The acting is mostly dull, as Scott Brady exudes little charisma. The rest of the cast lacks charm or interest, acting as caricatures as opposed to complex people. The exception is Peggy Dow whose naivete and honest beauty is disarming. Even Dorothy Hart as the fatal fiancé isn’t given any juicy scenes or dialogue. The actor’s failure is mostly the fault of a tepid script. 

Of course, it all ends happily ever after for our hero and his new schoolmarm but not so much for Sally and her underhanded beau. 

Final Grade: (C)

Monday, September 9, 2024

THE MAN WHO WASN'T THERE (Joel & Ethan Coen, 2001, USA)

 

Ed Crane is a stranger to his wife, an invisible ghost who haunts his own house, a barber destined to an eternity of cutting hair, which always grows back…even after death. Ed sees his routine dreary future laid out before him: a loveless marriage, a mortgage, a mundane but steady job as second chair, and decides to take his destiny into his own hands. Knowing his wife is having an affair with her boss, he anonymously blackmails “Big Dave” into paying him ten thousand dollars. But things just don’t turn out right for Ed; he accepts his punishment with little remorse, taking full responsibility for his actions, and stoically receives his final judgment. Ed tries to make amends by helping his friend's daughter (the beautiful Scarlett Johansson) to become a piano virtuoso, he wants to make something good happen in the world to balance the misery and death he has wrought, and his intentions are honest and true. 

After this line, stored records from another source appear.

//! The event emitter.
//!
//! An [`Emitter`] keeps, per event name, an ordered list of listeners. Each
//! listener is called with the emitter itself as context and the arguments
//! passed to [`Emitter::trigger`], and may be limited to a number of
//! invocations after which it removes itself.
//!
//! Everything is synchronous and single-threaded. Callbacks may re-enter the
//! emitter (register, remove, trigger) while a dispatch is in progress:
//! every dispatch walks a snapshot of the listener list taken when it
//! started, skipping entries removed in the meantime.

mod handle;
mod registry;

use std::cell::RefCell;
use std::fmt;

use tracing::{debug, trace, warn};

use crate::config::EmitterConfig;
use crate::count::{Count, IntoCount};
use crate::error::EmitterResult;

pub use handle::Handle;

use registry::{Callback, Registry};

/// Named-event registry with synchronous dispatch.
///
/// `A` is the argument type every listener receives; use a tuple, a `Vec`
/// or an enum to carry several positional values.
///
/// # Examples
///
/// ```
/// use std::cell::Cell;
/// use std::rc::Rc;
///
/// use vertebrate::Emitter;
///
/// let emitter: Emitter<(i32, i32)> = Emitter::new();
/// let total = Rc::new(Cell::new(0));
///
/// let sink = Rc::clone(&total);
/// let handle = emitter.on("add", move |_, &(a, b)| sink.set(sink.get() + a + b));
/// emitter.on_limited("add", |_, _| {}, 1).unwrap();
///
/// assert_eq!(emitter.trigger("add", &(1, 2)), 2);
/// assert_eq!(emitter.emit("add", &(3, 4)), 1);
/// assert_eq!(total.get(), 10);
///
/// emitter.off(&handle);
/// assert_eq!(emitter.trigger("add", &(5, 6)), 0);
/// ```
pub struct Emitter<A> {
    registry: RefCell<Registry<A>>,
    config: EmitterConfig,
}

impl<A> Emitter<A> {
    /// Creates an empty emitter with the default configuration.
    #[must_use]
    pub fn new() -> Self {
        Self::with_config(EmitterConfig::default())
    }

    /// Creates an empty emitter.
    #[must_use]
    pub fn with_config(config: EmitterConfig) -> Self {
        let registry = Registry::with_capacity(config.event_capacity, config.listener_capacity);
        Self {
            registry: RefCell::new(registry),
            config,
        }
    }

    /// The configuration this emitter was built with.
    #[must_use]
    pub const fn config(&self) -> &EmitterConfig {
        &self.config
    }

    /// Registers a listener that fires on every trigger of `event_name`
    /// until it is removed.
    ///
    /// Registering the same callback twice creates two independent listeners.
    pub fn on<F>(&self, event_name: &str, callback: F) -> Handle
    where
        F: Fn(&Self, &A) + 'static,
    {
        self.register(event_name, Box::new(callback), Count::Unbounded)
    }

    /// Registers a listener that fires at most `count` times.
    ///
    /// `count` may be anything implementing [`IntoCount`]; `Count::Unbounded`
    /// and `f64::INFINITY` mean no limit.
    ///
    /// # Errors
    ///
    /// Returns a validation error if `count` is not numeric, or is zero,
    /// negative or fractional. Nothing is registered in that case.
    pub fn on_limited<F, C>(&self, event_name: &str, callback: F, count: C) -> EmitterResult<Handle>
    where
        F: Fn(&Self, &A) + 'static,
        C: IntoCount,
    {
        let count = count.into_count()?;
        Ok(self.register(event_name, Box::new(callback), count))
    }

    /// Registers a listener that fires on the next trigger only.
    pub fn once<F>(&self, event_name: &str, callback: F) -> Handle
    where
        F: Fn(&Self, &A) + 'static,
    {
        self.register(event_name, Box::new(callback), Count::ONCE)
    }

    fn register(&self, event_name: &str, callback: Box<Callback<A>>, count: Count) -> Handle {
        let (handle, listeners) = self.registry.borrow_mut().insert(event_name, callback, count);

        trace!(
            event = event_name,
            subscription = %handle.id(),
            count = %count,
            "listener registered"
        );

        if let Some(max) = self.config.max_listeners {
            if listeners > max {
                warn!(
                    event = event_name,
                    listeners,
                    max_listeners = max,
                    "possible listener leak: listener count exceeds max_listeners"
                );
            }
        }

        handle
    }

    /// Removes the listener identified by `handle`.
    ///
    /// Stale handles (already removed, exhausted, cleared, or minted by
    /// another emitter) are ignored. Returns whether a listener was removed.
    pub fn off(&self, handle: &Handle) -> bool {
        let removed = self
            .registry
            .borrow_mut()
            .remove(handle.event_name(), handle.id());

        match removed {
            Some(_) => {
                trace!(event = handle.event_name(), subscription = %handle.id(), "listener removed");
                true
            }
            None => false,
        }
    }

    /// Removes every listener of `event_name`, or of every event when `None`.
    ///
    /// Returns how many listeners were removed. Other emitters are untouched.
    pub fn all_off(&self, event_name: Option<&str>) -> usize {
        let removed = {
            let mut registry = self.registry.borrow_mut();
            match event_name {
                Some(name) => registry.remove_event(name),
                None => registry.clear(),
            }
        };

        debug!(event = event_name, removed = removed.len(), "listeners cleared");
        removed.len()
    }

    /// Calls every listener of `event_name`, in registration order, with
    /// `args`. Unknown events are a no-op.
    ///
    /// Bounded listeners are removed as soon as their last invocation starts.
    /// Listeners added during this call are not called by it; listeners
    /// removed during it are skipped if their turn has not come yet.
    ///
    /// Returns how many callbacks ran.
    pub fn trigger(&self, event_name: &str, args: &A) -> usize {
        let snapshot = self.registry.borrow().snapshot(event_name);

        let mut invoked = 0;
        for subscription in &snapshot {
            let Some(exhausted) = subscription.claim() else {
                continue;
            };
            if exhausted {
                let _ = self
                    .registry
                    .borrow_mut()
                    .remove(subscription.event_name(), subscription.id());
                trace!(event = event_name, subscription = %subscription.id(), "listener exhausted");
            }
            subscription.invoke(self, args);
            invoked += 1;
        }

        trace!(event = event_name, invoked, "event dispatched");
        invoked
    }

    /// Alias of [`Emitter::trigger`].
    pub fn emit(&self, event_name: &str, args: &A) -> usize {
        self.trigger(event_name, args)
    }

    /// Number of listeners currently registered for `event_name`.
    #[must_use]
    pub fn listener_count(&self, event_name: &str) -> usize {
        self.registry.borrow().len(event_name)
    }

    /// Returns true if at least one listener is registered for `event_name`.
    #[must_use]
    pub fn has_listeners(&self, event_name: &str) -> bool {
        self.listener_count(event_name) > 0
    }

    /// Event names that currently have listeners, in no particular order.
    #[must_use]
    pub fn event_names(&self) -> Vec<String> {
        self.registry.borrow().event_names()
    }

    /// Returns true if the listener behind `handle` is still registered here.
    #[must_use]
    pub fn is_subscribed(&self, handle: &Handle) -> bool {
        self.registry.borrow().contains(handle.event_name(), handle.id())
    }
}

impl<A> Default for Emitter<A> {
    fn default() -> Self {
        Self::new()
    }
}

impl<A> fmt::Debug for Emitter<A> {
    fn fmt(&self, f: &mut fmt::Formatter<'_>) -> fmt::Result {
        let (events, listeners) = match self.registry.try_borrow() {
            Ok(registry) => (registry.event_names().len(), registry.total()),
            Err(_) => (0, 0),
        };
        f.debug_struct("Emitter")
            .field("events", &events)
            .field("listeners", &listeners)
            .field("config", &self.config)
            .finish()
    }
}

The Coen brothers capture the 1950s in beautiful black and white cinematography, utilizing stark lighting and period detail that imbue the film with a classic noir façade. But the Coen brothers seem to have contempt for their characters, allowing their quirky style of inane dialogue and absurdity to taint the narrative. Every minor actor works too hard to be unique, every situation is just a bit too foolish, and the plot is just a bit too contrived. When Big Dave’s widow begins to speak of alien abductions and conspiracies, this awful tragedy begins to play like some poorly written abstraction, undermining the serious philosophical issues that could have been explored. Billy Bob Thornton remains impassive, his craggy face a landscape of existential alienation, and it’s his great performance that gives substance to this moral ether.